Travailler ensemble et écouter, aider les autres à franchir certains seuils et à ne pas s’immobiliser pour échapper aux choses. C’est un des aspects de ce travail que de mettre en lumière les vertus et la richesse du travail partagé, de la parole dans sa pleine énergie et sa signification, ainsi que l’enrichissement mutuel qui donne au théâtre un sens plus grand et plus intense. L’idée est aussi de montrer qu’une histoire ne se raconte pas seulement avec des mots mais aussi avec l’espace, l’acoustique et la lumière, de façon à impliquer dans le projet les architectes.
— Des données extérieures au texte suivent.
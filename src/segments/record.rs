use std::sync::Arc;

#[cfg(feature = "serde")]
use serde::{Deserialize, Serialize};

/// Read support for one allele observed in a sample.
#[derive(Debug, Clone, PartialEq, Eq)]
#[cfg_attr(feature = "serde", derive(Serialize, Deserialize))]
pub struct AlleleCount {
    /// Allele sequence (a single base, or the inserted/deleted bases).
    pub allele: Arc<str>,
    /// Reads supporting the allele on the forward strand.
    pub forward: u32,
    /// Reads supporting the allele on the reverse strand.
    pub reverse: u32,
    /// Whether the allele describes an insertion or deletion.
    pub is_indel: bool,
}

impl AlleleCount {
    /// Construct a new allele count.
    pub fn new(allele: impl Into<Arc<str>>, forward: u32, reverse: u32, is_indel: bool) -> Self {
        Self {
            allele: allele.into(),
            forward,
            reverse,
            is_indel,
        }
    }

    /// Reads supporting the allele on both strands, saturating at `u32::MAX`.
    pub fn total(&self) -> u32 {
        self.forward.saturating_add(self.reverse)
    }
}

/// Evidence gathered for a single sample at one reference position.
#[derive(Debug, Clone, Default, PartialEq, Eq)]
#[cfg_attr(feature = "serde", derive(Serialize, Deserialize))]
pub struct SampleEvidence {
    /// Whether the sample is the tumor in a somatic pair.
    pub is_tumor: bool,
    /// Observed alleles with their strand counts.
    pub counts: Vec<AlleleCount>,
}

impl SampleEvidence {
    /// Construct evidence for one sample.
    pub fn new(is_tumor: bool, counts: Vec<AlleleCount>) -> Self {
        Self { is_tumor, counts }
    }

    /// Total reads supporting indel alleles in this sample, saturating at
    /// `u32::MAX`.
    pub fn indel_support(&self) -> u32 {
        self.counts
            .iter()
            .filter(|count| count.is_indel)
            .map(AlleleCount::total)
            .fold(0, u32::saturating_add)
    }
}

/// Evidence observed at one reference position.
///
/// Records are ordered by `(reference_id, position)`. The `indel_evidence`
/// count and `true_indel` flag feed the candidate-indel predicate used by
/// the split strategies.
#[derive(Debug, Clone, PartialEq, Eq)]
#[cfg_attr(feature = "serde", derive(Serialize, Deserialize))]
pub struct GenomicRecord {
    /// Reference contig/chromosome name.
    pub reference_id: Arc<str>,
    /// 0-based reference coordinate.
    pub position: u32,
    /// Per-sample evidence payload.
    pub samples: Vec<SampleEvidence>,
    /// Number of observations supporting an indel at this position.
    pub indel_evidence: u32,
    /// Whether the position is a confirmed (labelled) indel.
    pub true_indel: bool,
}

impl GenomicRecord {
    /// Construct a record without sample payload or indel evidence.
    pub fn new(reference_id: impl Into<Arc<str>>, position: u32) -> Self {
        Self {
            reference_id: reference_id.into(),
            position,
            samples: Vec::new(),
            indel_evidence: 0,
            true_indel: false,
        }
    }

    /// Set the indel evidence count.
    pub fn with_indel_evidence(mut self, count: u32) -> Self {
        self.indel_evidence = count;
        self
    }

    /// Mark the record as a confirmed indel.
    pub fn with_true_indel(mut self, true_indel: bool) -> Self {
        self.true_indel = true_indel;
        self
    }

    /// Attach the per-sample payload.
    pub fn with_samples(mut self, samples: Vec<SampleEvidence>) -> Self {
        self.samples = samples;
        self
    }

    /// Whether the evidence count reaches `threshold`.
    pub fn has_candidate_indel(&self, threshold: u32) -> bool {
        self.indel_evidence >= threshold
    }

    /// Candidate-indel predicate: enough evidence, or a confirmed indel.
    pub fn is_indel_site(&self, threshold: u32) -> bool {
        self.has_candidate_indel(threshold) || self.true_indel
    }
}

#[cfg(test)]
mod tests {
    use super::*;

    #[test]
    fn indel_site_requires_threshold_or_flag() {
        let record = GenomicRecord::new("chr1", 10).with_indel_evidence(2);
        assert!(record.is_indel_site(2));
        assert!(!record.is_indel_site(3));

        let flagged = GenomicRecord::new("chr1", 11).with_true_indel(true);
        assert!(flagged.is_indel_site(100));
    }

    #[test]
    fn sample_indel_support_ignores_snvs() {
        let sample = SampleEvidence::new(
            false,
            vec![
                AlleleCount::new("A", 10, 8, false),
                AlleleCount::new("A--", 2, 1, true),
            ],
        );
        assert_eq!(sample.indel_support(), 3);
    }

    #[test]
    fn read_counts_saturate() {
        let count = AlleleCount::new("A-", u32::MAX, 1, true);
        assert_eq!(count.total(), u32::MAX);

        let sample = SampleEvidence::new(
            true,
            vec![count, AlleleCount::new("AT-", 5, 5, true)],
        );
        assert_eq!(sample.indel_support(), u32::MAX);
    }
}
DEUXIEME PAS : Constituer dans chaque groupe des équipes qui vont travailler séparément :
- Une équipe pour écrire le spectacle
- Une équipe pour organiser la présentation (mise en scène)
- Une équipé pour choisir et transformer l’espace
- Une équipe pour enrichir le propos avec des images, du son ou de la lumière.
Toutes les équipes se retrouvent deux fois par jour pour échanger leurs idées et faire avancer mutuellement les idées des autres équipes et en essayant de simplifier au maximum en concentrant chaque idée.
Une des particularités du travail de Peter Brook, que j’ai partagé pendant 25ans est que l’histoire doit être en permanence portée par la totalité de ce que nous avons choisie de montrer au public. Rien ne doit être là pour rien, et finalement même les murs ont un rôle à jouer. Son travail faisant appel à l’imaginaire du public, qui est tué chaque fois que l’on montre trop.
Comment rendre visible à notre époque l’invisible sans l’aide de la technique ?
Chaque groupe doit explorer le sous-sol et choisir la partie supposée être la plus appropriée pour raconter leur histoire. Il doit aussi découvrir ce que l’espace peut apporter et déjouer les pièges tendus par l’architecture. L’équipe chargée de l’espace a, à sa disposition un rouleau d’environ 100 mètres de papier blanc ou de papier kraft lui permettant de limiter, décorer ou transformer l’espace choisi, ainsi que du matériel vidéo, de son et de lumière.
La vidéo est là comme une tentation, dans une société gorgée d’image la tentation est grande de s’en servir. Or la vidéo sur scène à des limites et cet atelier permet aussi d’explorer ce nouvel espace.